CID problem
I installed PDFMiner with pip to extract text from a Japanese PDF and the following problem occurred.
I(cid:888), Intellectual Production Techniques(cid:887)Good(cid:845)Reference(cid:853)Greed(cid:864)(cid:845)(cid:880)(cid:866). People(cid:884)intellectual production techniques(cid:923)teaching(cid:849)(cid:916).
Solution: see Text extraction from PDF.
-----
Notes on the research process
Still have issues with CID Characters · Issue #39 · euske/pdfminer
2014
Pointing out that CMap needs to be reworked.

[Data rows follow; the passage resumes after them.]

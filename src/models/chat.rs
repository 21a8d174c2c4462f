//! Chat room and message models

use serde::{Deserialize, Serialize};
use chrono::{DateTime, Utc};
use sqlx::FromRow;
use uuid::Uuid;

#[derive(Debug, Clone, Copy, PartialEq, Eq, Hash, Serialize, Deserialize)]
#[serde(rename_all = "snake_case")]
pub enum MessageType {
    Text,
    Image,
    File,
    System,
    Join,
    Leave,
    Confirm,
}

text_enum!(MessageType, "message type" {
    Text => "text",
    Image => "image",
    File => "file",
    System => "system",
    Join => "join",
    Leave => "leave",
    Confirm => "confirm",
});

impl MessageType {
    /// System rows are written by the core, never submitted by users
    pub fn is_user_sendable(&self) -> bool {
        matches!(self, MessageType::Text | MessageType::Image | MessageType::File)
    }
}

#[derive(Debug, Clone, Serialize, Deserialize, FromRow)]
pub struct ChatRoom {
    pub id: i64,
    pub event_id: Uuid,
    pub created_at: DateTime<Utc>,
}

#[derive(Debug, Clone, Serialize, Deserialize, FromRow)]
pub struct ChatMessage {
    pub id: i64,
    pub room_id: i64,
    pub sender_id: Option<Uuid>,
    pub message_type: MessageType,
    pub body: Option<String>,
    pub media_url: Option<String>,
    pub created_at: DateTime<Utc>,
}

#[derive(Debug, Clone, Serialize, Deserialize)]
pub struct SendMessageRequest {
    pub message_type: MessageType,
    pub body: Option<String>,
    pub media_url: Option<String>,
}

impl SendMessageRequest {
    pub fn text(body: impl Into<String>) -> Self {
        Self {
            message_type: MessageType::Text,
            body: Some(body.into()),
            media_url: None,
        }
    }
}
//! Object storage collaborator
//!
//! Event cover images and gallery photos are stored outside the database.
//! The core only needs a key/URL pair back, so storage sits behind a trait
//! and the default implementation speaks plain HTTP PUT/DELETE.

use async_trait::async_trait;
use std::time::Duration;
use reqwest::header::CONTENT_TYPE;
use reqwest::Client;
use serde::{Deserialize, Serialize};
use tracing::{debug, info};
use uuid::Uuid;
use crate::config::StorageConfig;
use crate::utils::errors::{Result, StorageError, TripBuddyError};
use crate::utils::helpers::image_extension;

/// A stored object and where clients can fetch it
#[derive(Debug, Clone, PartialEq, Eq, Serialize, Deserialize)]
pub struct StoredObject {
    pub key: String,
    pub url: String,
    pub size: usize,
}

#[async_trait]
pub trait ObjectStorage: Send + Sync + std::fmt::Debug {
    /// Store `bytes` under `key`
    async fn put(&self, key: &str, content_type: &str, bytes: Vec<u8>) -> Result<StoredObject>;

    /// Remove the object stored under `key`
    async fn delete(&self, key: &str) -> Result<()>;

    /// Public URL of `key`
    fn public_url(&self, key: &str) -> String;

    /// Recover the key from a URL previously returned by this storage
    fn key_for_url(&self, url: &str) -> Option<String>;
}

/// Storage key of an event image: `events/{event_id}/{uuid}.{ext}`
pub fn event_image_key(event_id: Uuid, content_type: &str) -> Result<String> {
    let extension = image_extension(content_type)
        .ok_or_else(|| StorageError::UnsupportedContentType(content_type.to_string()))?;
    Ok(format!("events/{}/{}.{}", event_id, Uuid::new_v4(), extension))
}

/// Reject empty or oversized uploads before any bytes leave the process
pub fn check_upload_size(size: usize, limit: usize) -> Result<()> {
    if size == 0 {
        return Err(TripBuddyError::invalid("upload is empty"));
    }
    if size > limit {
        return Err(StorageError::TooLarge { size, limit }.into());
    }
    Ok(())
}

/// S3-style storage reached over HTTP with an optional bearer token
#[derive(Clone, Debug)]
pub struct HttpObjectStorage {
    client: Client,
    config: StorageConfig,
}

impl HttpObjectStorage {
    pub fn new(config: StorageConfig) -> Result<Self> {
        url::Url::parse(&config.endpoint)?;
        url::Url::parse(&config.public_base_url)?;

        let client = Client::builder()
            .timeout(Duration::from_secs(config.timeout_seconds))
            .build()?;

        Ok(Self { client, config })
    }

    fn object_url(&self, key: &str) -> String {
        let encoded = key
            .split('/')
            .map(|segment| urlencoding::encode(segment).into_owned())
            .collect::<Vec<_>>()
            .join("/");
        format!(
            "{}/{}/{}",
            self.config.endpoint.trim_end_matches('/'),
            self.config.bucket,
            encoded
        )
    }

    fn authorize(&self, request: reqwest::RequestBuilder) -> reqwest::RequestBuilder {
        match &self.config.access_token {
            Some(token) => request.bearer_auth(token),
            None => request,
        }
    }
}

#[async_trait]
impl ObjectStorage for HttpObjectStorage {
    async fn put(&self, key: &str, content_type: &str, bytes: Vec<u8>) -> Result<StoredObject> {
        check_upload_size(bytes.len(), self.config.max_upload_bytes)?;

        let size = bytes.len();
        let url = self.object_url(key);
        debug!(key = key, size = size, "Uploading object");

        let response = self
            .authorize(self.client.put(&url))
            .header(CONTENT_TYPE, content_type)
            .body(bytes)
            .send()
            .await?;

        if !response.status().is_success() {
            let status = response.status().as_u16();
            let body = response.text().await.unwrap_or_default();
            return Err(StorageError::UploadRejected { status, body }.into());
        }

        info!(key = key, size = size, "Object stored");
        Ok(StoredObject {
            key: key.to_string(),
            url: self.public_url(key),
            size,
        })
    }

    async fn delete(&self, key: &str) -> Result<()> {
        let response = self
            .authorize(self.client.delete(self.object_url(key)))
            .send()
            .await?;

        let status = response.status();
        // Deleting a missing object is not an error
        if !status.is_success() && status != reqwest::StatusCode::NOT_FOUND {
            return Err(StorageError::DeleteRejected { status: status.as_u16() }.into());
        }

        debug!(key = key, "Object deleted");
        Ok(())
    }

    fn public_url(&self, key: &str) -> String {
        format!("{}/{}", self.config.public_base_url.trim_end_matches('/'), key)
    }

    fn key_for_url(&self, url: &str) -> Option<String> {
        let base = format!("{}/", self.config.public_base_url.trim_end_matches('/'));
        url.strip_prefix(&base)
            .filter(|key| !key.is_empty())
            .map(str::to_string)
    }
}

pdfminer - PDF text extraction returns wrong characters due to ToUnicode map - Stack Overflow
2015
Talking about [ToUnicode map
python - What to do with CIDs in text extracted by PDFMiner? - Stack Overflow
Talking about ToUnicode map
How can I extract embedded fonts from a PDF as valid font files? - Stack Overflow
Can embedded fonts be extracted? Discussion
Extracting Japanese text from PDF with PDFMiner
Reports of two-point stools and others being replaced by CID
I tried to use Python to extract text data from PDF (pdfminer.six) - Arakan "BOKU"'s IT Daily Life
2018
Example of importing and using from within a script rather than from the command line
This one, like my environment, has hiragana as CID.
---
This page is auto-translated from /nishio/CID問題 using DeepL. If you looks something interesting but the auto-translated English is not good enough to understand it, feel free to let me know at @nishio_en. I'm very happy to spread my thought to non-Japanese readers.